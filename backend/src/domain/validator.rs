//! Field-level validation accumulator.
//!
//! A [`Validator`] collects `(field, message)` pairs while a payload is
//! checked. The first message recorded for a field wins; later complaints
//! about the same field are dropped so clients see the earliest, most
//! specific failure. Validators are cheap and built fresh for every check.

use std::collections::HashSet;
use std::fmt;
use std::hash::Hash;

use serde_json::{Map, Value};

/// Accumulates field-level validation failures in insertion order.
///
/// # Examples
/// ```
/// use movies::domain::Validator;
///
/// let mut validator = Validator::new();
/// validator.check(false, "title", "must be provided");
/// validator.check(false, "title", "must not be more than 500 bytes long");
/// let error = validator.ok().expect_err("title is invalid");
/// assert_eq!(error.get("title"), Some("must be provided"));
/// ```
#[derive(Debug, Default)]
pub struct Validator {
    errors: Vec<(String, String)>,
}

impl Validator {
    /// Create an empty validator.
    pub fn new() -> Self {
        Self::default()
    }

    /// Record `message` against `field` unless the field already has one.
    pub fn add_error(&mut self, field: impl Into<String>, message: impl Into<String>) {
        let field = field.into();
        if self.errors.iter().any(|(existing, _)| *existing == field) {
            return;
        }
        self.errors.push((field, message.into()));
    }

    /// Record `message` against `field` only when `ok` is false.
    pub fn check(&mut self, ok: bool, field: &str, message: &str) {
        if !ok {
            self.add_error(field, message);
        }
    }

    /// Whether no failures have been recorded.
    pub fn is_valid(&self) -> bool {
        self.errors.is_empty()
    }

    /// Finish validation.
    ///
    /// # Errors
    /// Returns [`ValidationError`] carrying every recorded failure when at
    /// least one check failed.
    pub fn ok(self) -> Result<(), ValidationError> {
        if self.errors.is_empty() {
            Ok(())
        } else {
            Err(ValidationError {
                errors: self.errors,
            })
        }
    }
}

/// Field-to-message mapping produced by a failed [`Validator`].
#[derive(Debug, Clone, PartialEq, Eq)]
pub struct ValidationError {
    errors: Vec<(String, String)>,
}

impl ValidationError {
    /// Message recorded for `field`, if any.
    pub fn get(&self, field: &str) -> Option<&str> {
        self.errors
            .iter()
            .find(|(name, _)| name == field)
            .map(|(_, message)| message.as_str())
    }

    /// Iterate over `(field, message)` pairs in the order they were recorded.
    pub fn fields(&self) -> impl Iterator<Item = (&str, &str)> {
        self.errors
            .iter()
            .map(|(field, message)| (field.as_str(), message.as_str()))
    }

    /// Number of fields that failed validation.
    pub fn len(&self) -> usize {
        self.errors.len()
    }

    /// Always false for errors built by [`Validator::ok`].
    pub fn is_empty(&self) -> bool {
        self.errors.is_empty()
    }

    /// Render the failures as a JSON object keyed by field name.
    pub fn to_json(&self) -> Value {
        let map: Map<String, Value> = self
            .errors
            .iter()
            .map(|(field, message)| (field.clone(), Value::String(message.clone())))
            .collect();
        Value::Object(map)
    }
}

impl fmt::Display for ValidationError {
    fn fmt(&self, f: &mut fmt::Formatter<'_>) -> fmt::Result {
        f.write_str("validation failed")?;
        for (index, (field, message)) in self.errors.iter().enumerate() {
            let separator = if index == 0 { ": " } else { "; " };
            write!(f, "{separator}{field} {message}")?;
        }
        Ok(())
    }
}

impl std::error::Error for ValidationError {}

/// Whether every value in `values` is distinct.
pub fn unique<T: Eq + Hash>(values: &[T]) -> bool {
    let mut seen = HashSet::with_capacity(values.len());
    values.iter().all(|value| seen.insert(value))
}

#[cfg(test)]
mod tests {
    //! Regression coverage for this module.
    use super::*;
    use rstest::rstest;
    use serde_json::json;

    #[rstest]
    fn empty_validator_is_ok() {
        let validator = Validator::new();
        assert!(validator.is_valid());
        assert!(validator.ok().is_ok());
    }

    #[rstest]
    fn first_message_for_a_field_wins() {
        let mut validator = Validator::new();
        validator.add_error("year", "must be provided");
        validator.add_error("year", "must not be in the future");

        let error = validator.ok().expect_err("year recorded");
        assert_eq!(error.len(), 1);
        assert_eq!(error.get("year"), Some("must be provided"));
    }

    #[rstest]
    #[case(true, 0)]
    #[case(false, 1)]
    fn check_records_only_failed_conditions(#[case] condition: bool, #[case] expected: usize) {
        let mut validator = Validator::new();
        validator.check(condition, "title", "must be provided");

        let recorded = validator.ok().map_or_else(|error| error.len(), |()| 0);
        assert_eq!(recorded, expected);
    }

    #[rstest]
    fn json_rendering_keeps_insertion_order() {
        let mut validator = Validator::new();
        validator.add_error("title", "must be provided");
        validator.add_error("genres", "must contain at least 1 genre");
        validator.add_error("year", "must be provided");

        let error = validator.ok().expect_err("three failures");
        let rendered = serde_json::to_string(&error.to_json()).expect("serialise");
        assert_eq!(
            rendered,
            r#"{"title":"must be provided","genres":"must contain at least 1 genre","year":"must be provided"}"#
        );
        assert_eq!(
            error.to_json(),
            json!({
                "title": "must be provided",
                "genres": "must contain at least 1 genre",
                "year": "must be provided",
            })
        );
    }

    #[rstest]
    fn display_lists_each_field() {
        let mut validator = Validator::new();
        validator.add_error("title", "must be provided");
        validator.add_error("year", "must not be in the future");

        let error = validator.ok().expect_err("two failures");
        assert_eq!(
            error.to_string(),
            "validation failed: title must be provided; year must not be in the future"
        );
    }

    #[rstest]
    #[case(&[], true)]
    #[case(&["drama"], true)]
    #[case(&["drama", "war"], true)]
    #[case(&["a", "a"], false)]
    #[case(&["drama", "war", "drama"], false)]
    fn unique_detects_duplicates(#[case] values: &[&str], #[case] expected: bool) {
        assert_eq!(unique(values), expected);
    }
}
//! Movie domain model, validation rules and partial-update merging.
//!
//! A [`Movie`] is what clients see. [`MovieInput`] carries the four mutable
//! fields for creation and for the fully merged result of an update, while
//! [`PartialMovieUpdate`] is the sparse patch a client sends.

use std::fmt;
use std::str::FromStr;

use serde::{Deserialize, Serialize};

use super::{ValidationError, Validator, unique};

/// Earliest year a motion picture could have been made.
pub const EARLIEST_MOVIE_YEAR: i32 = 1888;
/// Upper bound on the byte length of a title.
pub const MAX_TITLE_BYTES: usize = 500;
pub const MIN_GENRES: usize = 1;
pub const MAX_GENRES: usize = 5;

/// Storage-assigned movie identifier.
///
/// # Examples
/// ```
/// use movies::domain::MovieId;
///
/// let id: MovieId = "42".parse().expect("numeric id");
/// assert_eq!(id.get(), 42);
/// ```
#[derive(Debug, Clone, Copy, PartialEq, Eq, Hash, PartialOrd, Ord, Serialize, Deserialize)]
#[serde(transparent)]
pub struct MovieId(u64);

impl MovieId {
    pub const fn new(value: u64) -> Self {
        Self(value)
    }

    pub const fn get(self) -> u64 {
        self.0
    }
}

impl fmt::Display for MovieId {
    fn fmt(&self, f: &mut fmt::Formatter<'_>) -> fmt::Result {
        write!(f, "{}", self.0)
    }
}

impl FromStr for MovieId {
    type Err = std::num::ParseIntError;

    fn from_str(s: &str) -> Result<Self, Self::Err> {
        s.parse().map(Self)
    }
}

impl From<u64> for MovieId {
    fn from(value: u64) -> Self {
        Self(value)
    }
}

/// A persisted movie as returned to clients.
#[derive(Debug, Clone, PartialEq, Eq, Serialize, Deserialize)]
#[serde(rename_all = "camelCase")]
pub struct Movie {
    pub id: MovieId,
    pub title: String,
    pub year: i32,
    pub runtime_minutes: i32,
    pub genres: Vec<String>,
    pub version: u32,
}

/// The mutable fields of a movie, validated before any write.
///
/// Zero scalars and `None` genres stand for "not provided".
#[derive(Debug, Clone, Default, PartialEq, Eq)]
pub struct MovieInput {
    pub title: String,
    pub year: i32,
    pub runtime_minutes: i32,
    pub genres: Option<Vec<String>>,
}

impl MovieInput {
    /// Genres as a slice; empty when none were provided.
    pub fn genres(&self) -> &[String] {
        self.genres.as_deref().unwrap_or_default()
    }

    /// Check every field rule against `current_year`.
    ///
    /// All fields are checked; each failing field reports its first broken
    /// rule.
    ///
    /// # Errors
    /// Returns [`ValidationError`] listing every invalid field.
    ///
    /// # Examples
    /// ```
    /// use movies::domain::MovieInput;
    ///
    /// let input = MovieInput {
    ///     title: "Casablanca".into(),
    ///     year: 1942,
    ///     runtime_minutes: 102,
    ///     genres: Some(vec!["drama".into(), "romance".into()]),
    /// };
    /// assert!(input.validate(2024).is_ok());
    /// ```
    pub fn validate(&self, current_year: i32) -> Result<(), ValidationError> {
        let mut v = Validator::new();

        v.check(!self.title.is_empty(), "title", "must be provided");
        v.check(
            self.title.len() <= MAX_TITLE_BYTES,
            "title",
            "must not be more than 500 bytes long",
        );

        v.check(self.year != 0, "year", "must be provided");
        v.check(
            self.year >= EARLIEST_MOVIE_YEAR,
            "year",
            "must not be earlier than 1888",
        );
        v.check(self.year <= current_year, "year", "must not be in the future");

        v.check(self.runtime_minutes != 0, "runtimeMinutes", "must be provided");
        v.check(
            self.runtime_minutes > 0,
            "runtimeMinutes",
            "must be a positive integer",
        );

        let genres = self.genres();
        v.check(self.genres.is_some(), "genres", "must be provided");
        v.check(
            genres.len() >= MIN_GENRES,
            "genres",
            "must contain at least 1 genre",
        );
        v.check(
            genres.len() <= MAX_GENRES,
            "genres",
            "must not contain more than 5 genres",
        );
        v.check(
            unique(genres),
            "genres",
            "must not contain duplicate values",
        );

        v.ok()
    }
}

/// Sparse patch applied to an existing movie.
#[derive(Debug, Clone, Default, PartialEq, Eq)]
pub struct PartialMovieUpdate {
    pub title: Option<String>,
    pub year: Option<i32>,
    pub runtime_minutes: Option<i32>,
    pub genres: Option<Vec<String>>,
}

impl PartialMovieUpdate {
    /// Overlay the patch on `existing`, producing a complete input.
    ///
    /// Present fields replace the stored value. `genres` replaces the whole
    /// list.
    pub fn merge_onto(self, existing: &Movie) -> MovieInput {
        MovieInput {
            title: self.title.unwrap_or_else(|| existing.title.clone()),
            year: self.year.unwrap_or(existing.year),
            runtime_minutes: self.runtime_minutes.unwrap_or(existing.runtime_minutes),
            genres: Some(self.genres.unwrap_or_else(|| existing.genres.clone())),
        }
    }

    /// Whether the patch carries no fields at all.
    pub fn is_empty(&self) -> bool {
        self.title.is_none()
            && self.year.is_none()
            && self.runtime_minutes.is_none()
            && self.genres.is_none()
    }
}
//! Movie HTTP handlers.
//!
//! ```text
//! GET   /v1/movies
//! POST  /v1/movies
//! GET   /v1/movies/{id}
//! PATCH /v1/movies/{id}
//! ```
//!
//! Handlers decode the body, call the movie ports with the request context
//! and wrap results in `{"movie": ...}` or `{"movies": [...]}`.

use actix_web::http::header;
use actix_web::{HttpRequest, HttpResponse, web};
use serde::{Deserialize, Serialize};
use utoipa::ToSchema;

use crate::domain::{Error, Movie, MovieId, MovieInput, PartialMovieUpdate, RequestContext};
use crate::inbound::http::ApiResult;
use crate::inbound::http::schemas::{ErrorSchema, MovieSchema};
use crate::inbound::http::state::HttpState;

/// Request payload for creating a movie. Missing fields fail validation.
#[derive(Debug, Default, Deserialize, Serialize, ToSchema)]
#[serde(rename_all = "camelCase", deny_unknown_fields)]
pub struct CreateMovieRequestBody {
    #[schema(example = "Casablanca")]
    pub title: Option<String>,
    #[schema(example = 1942)]
    pub year: Option<i32>,
    #[schema(example = 102)]
    pub runtime_minutes: Option<i32>,
    #[schema(example = json!(["drama", "romance", "war"]))]
    pub genres: Option<Vec<String>>,
}

impl From<CreateMovieRequestBody> for MovieInput {
    fn from(value: CreateMovieRequestBody) -> Self {
        Self {
            title: value.title.unwrap_or_default(),
            year: value.year.unwrap_or_default(),
            runtime_minutes: value.runtime_minutes.unwrap_or_default(),
            genres: value.genres,
        }
    }
}

/// Request payload for patching a movie. Absent fields keep their value;
/// `genres` replaces the whole list.
#[derive(Debug, Default, Deserialize, Serialize, ToSchema)]
#[serde(rename_all = "camelCase", deny_unknown_fields)]
pub struct UpdateMovieRequestBody {
    pub title: Option<String>,
    pub year: Option<i32>,
    pub runtime_minutes: Option<i32>,
    pub genres: Option<Vec<String>>,
}

impl From<UpdateMovieRequestBody> for PartialMovieUpdate {
    fn from(value: UpdateMovieRequestBody) -> Self {
        Self {
            title: value.title,
            year: value.year,
            runtime_minutes: value.runtime_minutes,
            genres: value.genres,
        }
    }
}

/// Single-movie envelope.
#[derive(Debug, Serialize, ToSchema)]
pub struct MovieResponseBody {
    #[schema(value_type = MovieSchema)]
    pub movie: Movie,
}

/// Movie list envelope.
#[derive(Debug, Serialize, ToSchema)]
pub struct MovieListResponseBody {
    #[schema(value_type = Vec<MovieSchema>)]
    pub movies: Vec<Movie>,
}

fn location_of(id: MovieId) -> String {
    format!("/v1/movies/{id}")
}

/// Register the movie resources on a `/v1` scope.
pub fn configure(cfg: &mut web::ServiceConfig) {
    cfg.service(
        web::resource("/movies")
            .route(web::get().to(list_movies))
            .route(web::post().to(create_movie))
            .default_service(web::to(method_not_allowed)),
    )
    .service(
        web::resource("/movies/{id}")
            .route(web::get().to(get_movie))
            .route(web::patch().to(update_movie))
            .default_service(web::to(method_not_allowed)),
    );
}

/// List every movie.
#[utoipa::path(
    get,
    path = "/v1/movies",
    responses(
        (status = 200, description = "All movies", body = MovieListResponseBody),
        (status = 500, description = "Internal server error", body = ErrorSchema)
    ),
    tags = ["movies"],
    operation_id = "listMovies"
)]
pub async fn list_movies(
    state: web::Data<HttpState>,
    ctx: RequestContext,
) -> ApiResult<web::Json<MovieListResponseBody>> {
    let movies = state.movies_query.list_movies(&ctx).await?;
    Ok(web::Json(MovieListResponseBody { movies }))
}

/// Create a movie.
#[utoipa::path(
    post,
    path = "/v1/movies",
    request_body = CreateMovieRequestBody,
    responses(
        (status = 201, description = "Movie created", body = MovieResponseBody,
            headers(("Location" = String, description = "URL of the new movie"))),
        (status = 400, description = "Validation failed", body = ErrorSchema),
        (status = 500, description = "Internal server error", body = ErrorSchema)
    ),
    tags = ["movies"],
    operation_id = "createMovie"
)]
pub async fn create_movie(
    state: web::Data<HttpState>,
    ctx: RequestContext,
    payload: web::Json<CreateMovieRequestBody>,
) -> ApiResult<HttpResponse> {
    let movie = state
        .movies
        .create_movie(&ctx, payload.into_inner().into())
        .await?;

    Ok(HttpResponse::Created()
        .insert_header((header::LOCATION, location_of(movie.id)))
        .json(MovieResponseBody { movie }))
}

/// Fetch one movie.
#[utoipa::path(
    get,
    path = "/v1/movies/{id}",
    params(("id" = u64, Path, description = "Movie identifier")),
    responses(
        (status = 200, description = "The movie", body = MovieResponseBody),
        (status = 404, description = "No such movie", body = ErrorSchema),
        (status = 500, description = "Internal server error", body = ErrorSchema)
    ),
    tags = ["movies"],
    operation_id = "getMovie"
)]
pub async fn get_movie(
    state: web::Data<HttpState>,
    ctx: RequestContext,
    id: web::Path<MovieId>,
) -> ApiResult<web::Json<MovieResponseBody>> {
    let movie = state.movies_query.get_movie(&ctx, id.into_inner()).await?;
    Ok(web::Json(MovieResponseBody { movie }))
}

/// Partially update a movie.
#[utoipa::path(
    patch,
    path = "/v1/movies/{id}",
    params(("id" = u64, Path, description = "Movie identifier")),
    request_body = UpdateMovieRequestBody,
    responses(
        (status = 200, description = "The updated movie", body = MovieResponseBody),
        (status = 400, description = "Validation failed", body = ErrorSchema),
        (status = 404, description = "No such movie", body = ErrorSchema),
        (status = 500, description = "Internal server error", body = ErrorSchema)
    ),
    tags = ["movies"],
    operation_id = "updateMovie"
)]
pub async fn update_movie(
    state: web::Data<HttpState>,
    ctx: RequestContext,
    id: web::Path<MovieId>,
    payload: web::Json<UpdateMovieRequestBody>,
) -> ApiResult<web::Json<MovieResponseBody>> {
    let movie = state
        .movies
        .update_movie(&ctx, id.into_inner(), payload.into_inner().into())
        .await?;
    Ok(web::Json(MovieResponseBody { movie }))
}

/// Fallback for known resources hit with an unsupported method.
pub async fn method_not_allowed(req: HttpRequest) -> ApiResult<HttpResponse> {
    Err(Error::method_not_allowed(req.method().as_str()))
}

/// Fallback for unmatched routes.
pub async fn not_found(req: HttpRequest) -> ApiResult<HttpResponse> {
    Err(Error::not_found(format!("no route for {}", req.path())))
}

#[cfg(test)]
#[path = "movies_tests.rs"]
mod tests;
□ □ □ □ □
> [The problem] Go through the data above and return each line containing the string "UpdateMovieRequestBody".

> [Response]
pub struct UpdateMovieRequestBody {
impl From<UpdateMovieRequestBody> for PartialMovieUpdate {
    fn from(value: UpdateMovieRequestBody) -> Self {
    request_body = UpdateMovieRequestBody,
    payload: web::Json<UpdateMovieRequestBody>,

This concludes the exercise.